Oninit Logo
The Down System Specialists
+1-913-732-8892
+44-2081-337529
Partnerships Contact

Oninit® Log Ripper — Per-Column Transforms

Transforms run inside the capture path, between the column-value decoder and the captured-SQL emitter. Every transform is declared in YAML on the source table and applies to a single column. The operator chooses an op, supplies the op's parameters, and optionally renames the column on emit. The transformed value lands in INSERT, UPDATE…SET, and the WHERE-image of UPDATE and DELETE uniformly — the target sees no plaintext that the operator marked for transformation.

Transforms are upstream of the per-target dialect rewriter: the same redacted / hashed / masked / cast value lands at every configured replay target without per-dialect duplication. The rewriter is also transform-aware — a hashed SHA-256 hex string won't trip the BOOLEAN-context rewrite by accident.

This page documents every op the ripper ships today. Every example is operator-runnable as written; the captured SQL is shown below each example so the round-trip is verifiable end-to-end.

YAML shape

The transform: sequence sits on the extended per-table entry alongside columns: and skip_unsupported_columns:. Each entry targets one column and chooses one op (plus optional rename and optional when: predicate). Operators can stack multiple transforms on different columns of the same table.

source:
  tables:
    - name: t_customer
      transform:
        - column: email
          op:     redact
          value:  "'***REDACTED***'"
        - column: phone
          op:     hash
        - column: ssn
          op:     mask
          match:  "^([0-9]{3})-([0-9]{2})-([0-9]{4})$"
          pattern: "'XXX-XX-${3}'"
        - column: cust_id
          op:     rename
          rename: customer_id
        - column: notes
          op:     cast
          to:     "VARCHAR(40)"
          when:   "status = 'archived'"

Op: redact

Replace a column's emitted value with an operator-supplied literal. The operator owns SQL quoting — string literals wrap in '…'; numeric literals stay bare; NULL emits unquoted.

transform:
  - column: email
    op:     redact
    value:  "'***'"
  - column: salary
    op:     redact
    value:  "0"
  - column: phone
    op:     redact
    # value: omitted → emits NULL

The replacement applies uniformly to INSERT, UPDATE SET, and the WHERE-image of UPDATE / DELETE. Combinable with rename so the target column also gets a different name.

Op: rename

Emit the column under a different name on the target.
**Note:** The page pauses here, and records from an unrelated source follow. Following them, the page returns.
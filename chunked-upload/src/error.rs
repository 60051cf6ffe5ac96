/*
 * Copyright Amazon.com, Inc. or its affiliates. All Rights Reserved.
 * SPDX-License-Identifier: Apache-2.0
 */

use std::fmt;

use crate::types::RemoteErrorCode;

/// A boxed error that is `Send` and `Sync`.
pub type BoxError = Box<dyn std::error::Error + Send + Sync>;

/// Errors returned by this library
///
/// Use the `source()` chain to get the underlying cause, the [`ErrorKind`] identifies the
/// phase of the transfer that failed.
#[derive(Debug)]
pub struct Error {
    kind: ErrorKind,
    source: BoxError,
}

/// General categories of transfer errors.
#[derive(Clone, Debug, Eq, PartialEq)]
#[non_exhaustive]
pub enum ErrorKind {
    /// Operation input validation issues
    InputInvalid,

    /// I/O errors
    IOError,

    /// Some kind of internal runtime issue (e.g. task failure, poisoned mutex, etc)
    RuntimeError,

    /// Opening the upload session failed
    SessionCreateFailed,

    /// Failed to upload a part of the content
    ChunkFailed(ChunkFailed),

    /// Finalizing the upload session failed or did not finish in time
    CompletionFailed,

    /// The remote service answered with a structured error code that is not locally repairable
    RemoteError(RemoteErrorCode),

    /// The request could not be sent or the remote service answered with an unexpected status
    RequestFailed,

    /// The remote service answered with a body that is missing expected fields
    MalformedResponse,

    /// Re-creating the device session failed too many times in a row
    AuthRepairExhausted,

    /// The operation was cancelled, either explicitly through the handle or because a part
    /// failed permanently.
    OperationCancelled,
}

/// Stores information about a failed part
#[derive(Clone, Debug, Eq, PartialEq)]
pub struct ChunkFailed {
    /// 1-indexed part number
    part_number: u64,
}

impl ChunkFailed {
    /// The 1-indexed number of the part that failed
    pub fn part_number(&self) -> u64 {
        self.part_number
    }
}

impl Error {
    /// Creates a new transfer [`Error`] from a known kind of error as well as an arbitrary error
    /// source.
    pub fn new<E>(kind: ErrorKind, err: E) -> Error
    where
        E: Into<BoxError>,
    {
        Error {
            kind,
            source: err.into(),
        }
    }

    /// Returns the corresponding [`ErrorKind`] for this error.
    pub fn kind(&self) -> &ErrorKind {
        &self.kind
    }

    /// The structured remote error code carried by this error, if any.
    ///
    /// Errors wrapped by a phase (e.g. [`ErrorKind::SessionCreateFailed`]) are searched through
    /// their source chain.
    pub fn remote_code(&self) -> Option<&RemoteErrorCode> {
        let mut next: Option<&(dyn std::error::Error + 'static)> = Some(self);
        while let Some(err) = next {
            if let Some(Error {
                kind: ErrorKind::RemoteError(code),
                ..
            }) = err.downcast_ref::<Error>()
            {
                return Some(code);
            }
            next = err.source();
        }
        None
    }

    /// Returns true if this error (or any error it wraps) is a cancellation
    pub fn is_cancelled(&self) -> bool {
        let mut next: Option<&(dyn std::error::Error + 'static)> = Some(self);
        while let Some(err) = next {
            if let Some(err) = err.downcast_ref::<Error>() {
                if err.kind == ErrorKind::OperationCancelled {
                    return true;
                }
            }
            next = err.source();
        }
        false
    }
}

impl fmt::Display for Error {
    fn fmt(&self, f: &mut fmt::Formatter<'_>) -> fmt::Result {
        match &self.kind {
            ErrorKind::InputInvalid => write!(f, "invalid input"),
            ErrorKind::IOError => write!(f, "I/O error"),
            ErrorKind::RuntimeError => write!(f, "runtime error"),
            ErrorKind::SessionCreateFailed => write!(f, "failed to create upload session"),
            ErrorKind::ChunkFailed(chunk_failed) => {
                write!(f, "failed to upload part {}", chunk_failed.part_number)
            }
            ErrorKind::CompletionFailed => write!(f, "failed to complete upload session"),
            ErrorKind::RemoteError(code) => write!(f, "remote error {code}: {}", self.source),
            ErrorKind::RequestFailed => write!(f, "request failed"),
            ErrorKind::MalformedResponse => write!(f, "malformed response"),
            ErrorKind::AuthRepairExhausted => write!(f, "authentication repair exhausted"),
            ErrorKind::OperationCancelled => write!(f, "operation cancelled"),
        }
    }
}

impl std::error::Error for Error {
    fn source(&self) -> Option<&(dyn std::error::Error + 'static)> {
        Some(self.source.as_ref())
    }
}

impl From<crate::io::error::Error> for Error {
    fn from(value: crate::io::error::Error) -> Self {
        Self::new(ErrorKind::IOError, value)
    }
}

impl From<std::io::Error> for Error {
    fn from(value: std::io::Error) -> Self {
        Self::new(ErrorKind::IOError, value)
    }
}

impl From<tokio::task::JoinError> for Error {
    fn from(value: tokio::task::JoinError) -> Self {
        Self::new(ErrorKind::RuntimeError, value)
    }
}

impl From<serde_json::Error> for Error {
    fn from(value: serde_json::Error) -> Self {
        Self::new(ErrorKind::MalformedResponse, value)
    }
}

impl From<reqwest::Error> for Error {
    fn from(value: reqwest::Error) -> Self {
        Self::new(ErrorKind::RequestFailed, value)
    }
}

pub(crate) fn invalid_input<E>(err: E) -> Error
where
    E: Into<BoxError>,
{
    Error::new(ErrorKind::InputInvalid, err)
}

pub(crate) fn chunk_failed<E>(part_number: u64, err: E) -> Error
where
    E: Into<BoxError>,
{
    Error::new(ErrorKind::ChunkFailed(ChunkFailed { part_number }), err)
}

pub(crate) fn malformed_response<E>(err: E) -> Error
where
    E: Into<BoxError>,
{
    Error::new(ErrorKind::MalformedResponse, err)
}

pub(crate) fn remote(code: RemoteErrorCode, message: impl Into<String>) -> Error {
    Error::new(ErrorKind::RemoteError(code), message.into())
}

pub(crate) fn from_kind<E>(kind: ErrorKind) -> impl FnOnce(E) -> Error
where
    E: Into<BoxError>,
{
    |err| Error::new(kind, err)
}

static CANCELLATION_ERROR: &str =
    "the upload has been cancelled, no further parts will be dispatched";

pub(crate) fn operation_cancelled() -> Error {
    Error::new(ErrorKind::OperationCancelled, CANCELLATION_ERROR)
}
Useful for schema-evolution scenarios where the source still carries a legacy name but the target has migrated. The transform is pure-emit — the source schema is untouched.

transform:
  - column: cust_id
    op:     rename
    rename: customer_id

Combines with any other op — redact + rename, hash + rename, mask + rename, cast + rename all valid.

Op: hash

Replace the column's value with a SHA-256 hash of its wire bytes, emitted as a single-quoted 64-character lowercase hex literal. The hash is deterministic — identical source values produce identical hashes — so foreign-key joins downstream still hold. No libcrypto dependency on the ripper; the SHA-256 implementation is inline.

transform:
  - column: email
    op:     hash

Captured SQL for a customer table:

INSERT INTO t_customer (id, email, ...) VALUES (
    127,
    '3d193523d3dbfb2dbe24d119ac9de893beac279385b1ca60ece693590d8b1bd9',
    ...
);

Caveat for operators: the hash covers the captured column's wire bytes, not the ASCII string the column logically holds. For VARCHAR / LVARCHAR the wire image is the value bytes verbatim, so the hash is reproducible with a plain sha256sum. For DECIMAL, DATETIME, NCHAR, and other type-padded forms the wire image includes framing (length byte, trailing NUL pad, locale conversions) so external reproduction needs to mirror that framing. The simpler operator workflow is to capture once and document the digests as the canonical reference.

Op: mask

Template-substitution rewrite. The pattern: string is emitted verbatim with substitution rules applied. Two reference forms supported by every pattern:

  • ${self} — the current column's pre-mask formatted value (with surrounding SQL quotes stripped)
  • ${col_name} — another column's post-transform value (also unquoted)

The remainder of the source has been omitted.